Et bien s’occuper du jeune veau…
Au-delà de la prise colostrale, il est important « de bien s’occuper du jeune veau », rappelait Guillaume Forgeat. « Le jeune veau est un pré-ruminent. Il faut lui apporter de la fibre dès 15 jours d’âge ainsi qu’un complémentaire, de l’eau et du sel, de quoi faire un bon rumen pour partir au pré ». A la mise à l’herbe, le vétérinaire recommandait l’administration d’un bolus d’oligo-éléments et les vaccinations adéquates. Les conditions d’hygiène sont importantes. Désinfection des cordons, maîtrise de la pression infectieuse des bâtiments, périodes de reproduction, vaccinations… sont autant d’aspects à maîtriser, recommandait encore le praticien.
(1) Etudiant en licence professionnelle, Fabien Langlois a supervisé cette étude au sein de Charolais Horizon dans le cadre de son apprentissage avec la chambre d’agriculture de l’Aveyron.
(2) Du groupe vétérinaire Univet Digoin Gueugnon.
Colostrum
La nature fait bien les choses !
Le colostrum est une sécrétion qui s’accumule pendant les six dernières semaines de gestation. Il est excrété par la mamelle pendant les six premiers jours après le vêlage. En pratique, il correspond au produit de la première, voire de la seconde traite. Son rôle premier est la transmission de l’immunité au petit veau qui nait dépourvu de système immunitaire. Le colostrum lui fournit ses premiers anticorps pour se défendre contre les maladies du veau. Il a aussi un rôle nutritionnel et énergétique essentiel en apportant vitamines, minéraux, oligo-éléments, facteurs de croissance, lipides… tous indispensables au développement du petit veau. Le colostrum lui donne la force de se relever, de téter… La teneur en matière protéique du colostrum est 4 à 5 fois plus élevée que celle du lait. 30 à 40 % de cette matière protéique est constitué de globulines et notamment les immunoglobulines (IgG) qui sont des anticorps. La qualité du colostrum est liée à la quantité d’IgG qu’il contient. L’unité utilisée pour mesurer cette qualité est le “BRIX”. Elle se mesure de différentes manières (pèse colostrum, colostro balls, réfractomètre optique, réfractomètre numérique, immuno diffusion radiale). Effectuée en laboratoire, l’immuno-diffusion radiale est la méthode de mesure de référence. Utilisable en élevage et peu onéreux, le réfractomètre optique est à la portée d’une exploitation. C’est la méthode qui a été utilisée par Charolais Horizon dans son étude.
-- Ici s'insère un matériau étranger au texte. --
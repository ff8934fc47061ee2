//! Tracing subscriber setup.
//!
//! Environment variables:
//!   LOG_FORMAT  - "json" or "text" (default: "text")
//!   LOG_FILE    - path to log file (optional, enables file logging)
//!   LOG_ANSI    - "true"/"false" override ANSI colors (auto-detected by default)
//!   RUST_LOG    - standard env filter (default: "jotter_api=debug,jotter_db=info,tower_http=debug")
//!
//! Events carry `subsystem`, `component` and `op` fields. WARN is used for
//! rejected credentials and bad tokens, INFO for state transitions. Passwords,
//! hashes and session tokens are never logged.

use std::path::Path;

use tracing::info;
use tracing_appender::non_blocking::WorkerGuard;
use tracing_subscriber::{layer::SubscriberExt, util::SubscriberInitExt, EnvFilter};

const DEFAULT_FILTER: &str = "jotter_api=debug,jotter_db=info,tower_http=debug";

/// Logging options read from the environment.
#[derive(Debug, Clone, PartialEq, Eq)]
pub struct LogSettings {
    pub json: bool,
    pub file: Option<String>,
    pub ansi: Option<bool>,
}

impl LogSettings {
    pub fn from_env() -> Self {
        Self::from_values(
            std::env::var("LOG_FORMAT").ok(),
            std::env::var("LOG_FILE").ok(),
            std::env::var("LOG_ANSI").ok(),
        )
    }

    fn from_values(format: Option<String>, file: Option<String>, ansi: Option<String>) -> Self {
        Self {
            json: format.as_deref() == Some("json"),
            file: file.filter(|f| !f.trim().is_empty()),
            ansi: ansi.map(|v| v == "true" || v == "1"),
        }
    }
}

/// Install the global subscriber.
///
/// The returned guard flushes the file writer on drop; keep it alive for the
/// life of the process.
pub fn init(settings: &LogSettings) -> Option<WorkerGuard> {
    let env_filter =
        EnvFilter::try_from_default_env().unwrap_or_else(|_| EnvFilter::new(DEFAULT_FILTER));
    let registry = tracing_subscriber::registry().with(env_filter);

    let guard = if let Some(ref path) = settings.file {
        let path = Path::new(path);
        let dir = path.parent().unwrap_or(Path::new("."));
        let file_name = path
            .file_name()
            .and_then(|f| f.to_str())
            .unwrap_or("jotter-api.log");
        let file_appender = tracing_appender::rolling::daily(dir, file_name);
        let (non_blocking, guard) = tracing_appender::non_blocking(file_appender);

        if settings.json {
            registry
                .with(
                    tracing_subscriber::fmt::layer()
                        .json()
                        .with_writer(non_blocking),
                )
                .init();
        } else {
            // no ANSI in files unless asked for
            let layer = tracing_subscriber::fmt::layer()
                .with_writer(non_blocking)
                .with_ansi(settings.ansi.unwrap_or(false));
            registry.with(layer).init();
        }
        Some(guard)
    } else {
        if settings.json {
            registry
                .with(tracing_subscriber::fmt::layer().json())
                .init();
        } else {
            let mut layer = tracing_subscriber::fmt::layer();
            if let Some(ansi) = settings.ansi {
                layer = layer.with_ansi(ansi);
            }
            registry.with(layer).init();
        }
        None
    };

    info!(
        subsystem = "api",
        component = "logging",
        json = settings.json,
        log_file = settings.file.as_deref().unwrap_or("(stdout)"),
        "Logging initialized"
    );
    guard
}
//! Session cookie helpers.

use axum::http::{header, HeaderMap, HeaderValue};

use jotter_core::defaults::SESSION_COOKIE;
use jotter_core::{Error, Result};

/// `Set-Cookie` value carrying a freshly issued token that expires after
/// `max_age_secs`.
pub fn session_cookie(token: &str, max_age_secs: i64, secure: bool) -> Result<HeaderValue> {
    build(token, max_age_secs, secure)
}

/// `Set-Cookie` value that makes the browser drop the session cookie.
pub fn clear_session_cookie(secure: bool) -> Result<HeaderValue> {
    build("", 0, secure)
}

fn build(value: &str, max_age: i64, secure: bool) -> Result<HeaderValue> {
    let mut cookie = format!(
        "{}={}; HttpOnly; Path=/; SameSite=Lax; Max-Age={}",
        SESSION_COOKIE, value, max_age
    );
    if secure {
        cookie.push_str("; Secure");
    }
    HeaderValue::from_str(&cookie)
        .map_err(|e| Error::Internal(format!("invalid cookie header: {}", e)))
}

/// Find a cookie by name across every `Cookie` header.
pub fn read_cookie<'a>(headers: &'a HeaderMap, name: &str) -> Option<&'a str> {
    headers
        .get_all(header::COOKIE)
        .iter()
        .filter_map(|v| v.to_str().ok())
        .flat_map(|v| v.split(';'))
        .filter_map(|pair| pair.trim().split_once('='))
        .find(|(k, _)| *k == name)
        .map(|(_, v)| v.trim())
        .filter(|v| !v.is_empty())
}

/// Token from an `Authorization: Bearer` header.
pub fn read_bearer(headers: &HeaderMap) -> Option<&str> {
    headers
        .get(header::AUTHORIZATION)
        .and_then(|v| v.to_str().ok())
        .and_then(|v| v.strip_prefix("Bearer "))
        .map(str::trim)
        .filter(|v| !v.is_empty())
}
//! # jotter-db
//!
//! PostgreSQL database layer for jotter.
//!
//! This crate provides:
//! - Connection pool management
//! - Repository implementations for users, notes and pin / bookmark relations
//! - Embedded schema migrations
//! - An in-memory store implementing the same traits, for tests
//!
//! ## Example
//!
//! ```rust,ignore
//! use jotter_db::{Database, NewNote, NoteRepository, PoolConfig};
//!
//! #[tokio::main]
//! async fn main() -> Result<(), Box<dyn std::error::Error>> {
//!     let db = Database::connect("postgres://localhost/jotter", &PoolConfig::default()).await?;
//!     db.migrate().await?;
//!
//!     let note = db.notes.insert(NewNote {
//!         owner_id,
//!         entry_title: "Groceries".to_string(),
//!         synopsis: None,
//!         content: "milk, eggs".to_string(),
//!     }).await?;
//!
//!     println!("Created note: {}", note.id);
//!     Ok(())
//! }
//! ```
pub mod memory;
pub mod notes;
pub mod pool;
pub mod relations;
pub mod users;

// Test fixtures for integration tests
// Note: Always compiled so integration tests (in tests/) can use DEFAULT_TEST_DATABASE_URL
pub mod test_fixtures;

// Re-export core types
pub use jotter_core::*;

pub use memory::MemoryStore;
pub use notes::PgNoteRepository;
pub use pool::{connect_pool, PoolConfig};
pub use relations::PgRelationRepository;
pub use users::PgUserRepository;

/// Combined database context with all repositories.
pub struct Database {
    /// The underlying connection pool.
    pub pool: sqlx::Pool<sqlx::Postgres>,
    /// User account repository.
    pub users: PgUserRepository,
    /// Note repository for CRUD and lifecycle transitions.
    pub notes: PgNoteRepository,
    /// Pin and bookmark repository.
    pub relations: PgRelationRepository,
}

impl Database {
    /// Create a new Database instance from a connection pool.
    pub fn new(pool: sqlx::Pool<sqlx::Postgres>) -> Self {
        Self {
            users: PgUserRepository::new(pool.clone()),
            notes: PgNoteRepository::new(pool.clone()),
            relations: PgRelationRepository::new(pool.clone()),
            pool,
        }
    }

    /// Open a pool with `config` and build the repositories on it.
    pub async fn connect(url: &str, config: &PoolConfig) -> Result<Self> {
        let pool = connect_pool(url, config).await?;
        Ok(Self::new(pool))
    }

    /// Run pending migrations.
    #[cfg(feature = "migrations")]
    pub async fn migrate(&self) -> Result<()> {
        sqlx::migrate!("../../migrations")
            .run(&self.pool)
            .await
            .map_err(|e| Error::Database(sqlx::Error::Migrate(Box::new(e))))?;
        Ok(())
    }
}

impl Clone for Database {
    fn clone(&self) -> Self {
        Self::new(self.pool.clone())
    }
}
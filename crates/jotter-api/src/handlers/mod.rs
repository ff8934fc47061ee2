//! HTTP handlers for jotter-api.

pub mod auth;
pub mod notes;
pub mod users;

use axum::{response::IntoResponse, Json};

pub async fn health_check() -> impl IntoResponse {
    Json(serde_json::json!({
        "status": "healthy",
        "version": env!("CARGO_PKG_VERSION"),
    }))
}
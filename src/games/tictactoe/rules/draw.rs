//! Draw detection logic for tic-tac-toe.

use super::super::Board;
use super::win::check_winner;
use tracing::instrument;

/// Checks if the board is full (all squares occupied).
///
/// A full board with no winner indicates a draw.
#[instrument]
pub fn is_full(board: &Board) -> bool {
    board.squares().iter().all(|s| !s.is_empty())
}

/// Checks if the board is full and nobody has three in a row.
#[instrument]
pub fn is_draw(board: &Board) -> bool {
    is_full(board) && check_winner(board).is_none()
}

#[cfg(test)]
mod tests {
    use super::super::super::{Player, Square};
    use super::*;

    #[test]
    fn test_empty_board_not_full() {
        let board = Board::new();
        assert!(!is_full(&board));
    }

    #[test]
    fn test_partial_board_not_full() {
        let board = Board::new().with(4, Player::X);
        assert!(!is_full(&board));
        assert!(!is_draw(&board));
    }

    #[test]
    fn test_full_board() {
        let board = Board::from_squares([Square::Occupied(Player::X); 9]);
        assert!(is_full(&board));
    }

    #[test]
    fn test_draw_detection() {
        use crate::games::tictactoe::Player::{O, X};
        // X O X / O X X / O X O
        #[rustfmt::skip]
        let board = Board::from([
            Some(X), Some(O), Some(X),
            Some(O), Some(X), Some(X),
            Some(O), Some(X), Some(O),
        ]);
        assert!(is_draw(&board));
    }

    #[test]
    fn test_not_draw_if_winner() {
        use crate::games::tictactoe::Player::{O, X};
        // X X X / O O X / X O O
        #[rustfmt::skip]
        let board = Board::from([
            Some(X), Some(X), Some(X),
            Some(O), Some(O), Some(X),
            Some(X), Some(O), Some(O),
        ]);
        assert!(is_full(&board));
        assert!(!is_draw(&board));
    }
}
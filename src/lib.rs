//! Strictly Tic-Tac-Toe Status - pure board evaluation
//!
//! Given a 3x3 snapshot, this library infers whose turn is next, detects a
//! completed line, and composes the status line a UI would show.
//!
//! # Example
//!
//! ```
//! use strictly_tictactoe_status::{Board, PlayerNames, next_player, status};
//!
//! let board: Board = "....../O.X".parse().unwrap();
//! let names = PlayerNames::default();
//! let next = next_player(&board);
//! assert_eq!(status(&board, &names.turn_description(next)), "Player X's turn (X)");
//! ```

#![warn(missing_docs)]
#![forbid(unsafe_code)]

// Private module declarations
mod config;
mod games;

// Crate-level exports - Configuration
pub use config::{AppConfig, ConfigError};

// Crate-level exports - Game types (tic-tac-toe)
pub use games::tictactoe::{
    BOARD_SIZE, Board, BoardParseError, GameStatus, MIN_NAME_LEN, Player, PlayerNameError,
    PlayerNames, Square, StatusMessages, WINNER_PLACEHOLDER, WINNING_LINES, WinningLine,
    check_winner, evaluate, filled_count, find_winner, is_draw, is_full, next_player, status,
    status_with,
};
//! Configuration for player names and status messages.

use crate::games::tictactoe::{PlayerNames, StatusMessages};
use derive_getters::Getters;
use derive_more::{Display, Error};
use serde::{Deserialize, Serialize};
use std::path::Path;
use tracing::{debug, info, instrument};

/// Application configuration, usually read from TOML.
///
/// ```toml
/// [players]
/// x = "Ada"
/// o = "Grace"
///
/// [messages]
/// win = "{winner} wins!"
/// draw = "Cat's game"
/// ```
#[derive(Debug, Clone, Default, PartialEq, Eq, Getters, Serialize, Deserialize)]
pub struct AppConfig {
    /// Display names for the two markers.
    #[serde(default)]
    players: PlayerNames,

    /// Terminal status templates.
    #[serde(default)]
    messages: StatusMessages,
}

impl AppConfig {
    /// Creates a configuration from its parts.
    pub fn new(players: PlayerNames, messages: StatusMessages) -> Self {
        Self { players, messages }
    }

    /// Parses configuration from a TOML string.
    #[instrument(skip(content))]
    pub fn from_toml(content: &str) -> Result<Self, ConfigError> {
        let config: Self = toml::from_str(content)
            .map_err(|e| ConfigError::new(format!("Failed to parse config: {}", e)))?;

        config
            .players
            .validate()
            .map_err(|e| ConfigError::new(format!("Invalid player names: {}", e.message)))?;

        Ok(config)
    }

    /// Loads configuration from a TOML file.
    #[instrument(skip(path), fields(path = %path.as_ref().display()))]
    pub fn from_file(path: impl AsRef<Path>) -> Result<Self, ConfigError> {
        debug!("Loading config from file");
        let content = std::fs::read_to_string(path.as_ref())
            .map_err(|e| ConfigError::new(format!("Failed to read config file: {}", e)))?;

        let config = Self::from_toml(&content)?;
        info!(x = %config.players.x(), o = %config.players.o(), "Config loaded successfully");
        Ok(config)
    }

    /// Resolves the effective configuration.
    ///
    /// Explicit names win over the config file, which wins over the defaults.
    #[instrument]
    pub fn resolve(
        path: Option<&Path>,
        x: Option<String>,
        o: Option<String>,
    ) -> Result<Self, ConfigError> {
        let config = match path {
            Some(path) => Self::from_file(path)?,
            None => Self::default(),
        };
        config.with_names(x, o)
    }

    /// Replaces either player name, keeping the other.
    #[instrument(skip(self))]
    pub fn with_names(self, x: Option<String>, o: Option<String>) -> Result<Self, ConfigError> {
        let players = PlayerNames::new(
            x.unwrap_or_else(|| self.players.x().clone()),
            o.unwrap_or_else(|| self.players.o().clone()),
        )
        .map_err(|e| ConfigError::new(format!("Invalid player names: {}", e.message)))?;
        Ok(Self { players, ..self })
    }
}

/// Configuration error.
#[derive(Debug, Clone, Display, Error)]
#[display("Config error: {} at {}:{}", message, file, line)]
pub struct ConfigError {
    /// Error message.
    pub message: String,
    /// Line number where error occurred.
    pub line: u32,
    /// Source file where error occurred.
    pub file: &'static str,
}

impl ConfigError {
    /// Creates a new configuration error.
    #[track_caller]
    pub fn new(message: String) -> Self {
        let loc = std::panic::Location::caller();
        Self {
            message,
            line: loc.line(),
            file: loc.file(),
        }
    }
}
Un bon colostrum devrait avoir une valeur de plus de 26 BRIX. Une telle teneur d’anticorps équivaut à une prise de colostrum d’environ deux litres, ingérée en une seule fois, dans les six premières heures de vie du veau. La prise de colostrum doit être rapide, massive et si possible non fractionnée car la concentration en anticorps chute au fil des heures. De plus, la barrière intestinale du petit veau ne reste perméable que durant 24 heures et cette perméabilité diminue au fil des heures. Quantité et qualité sont les maitres mots de la prise colostrale.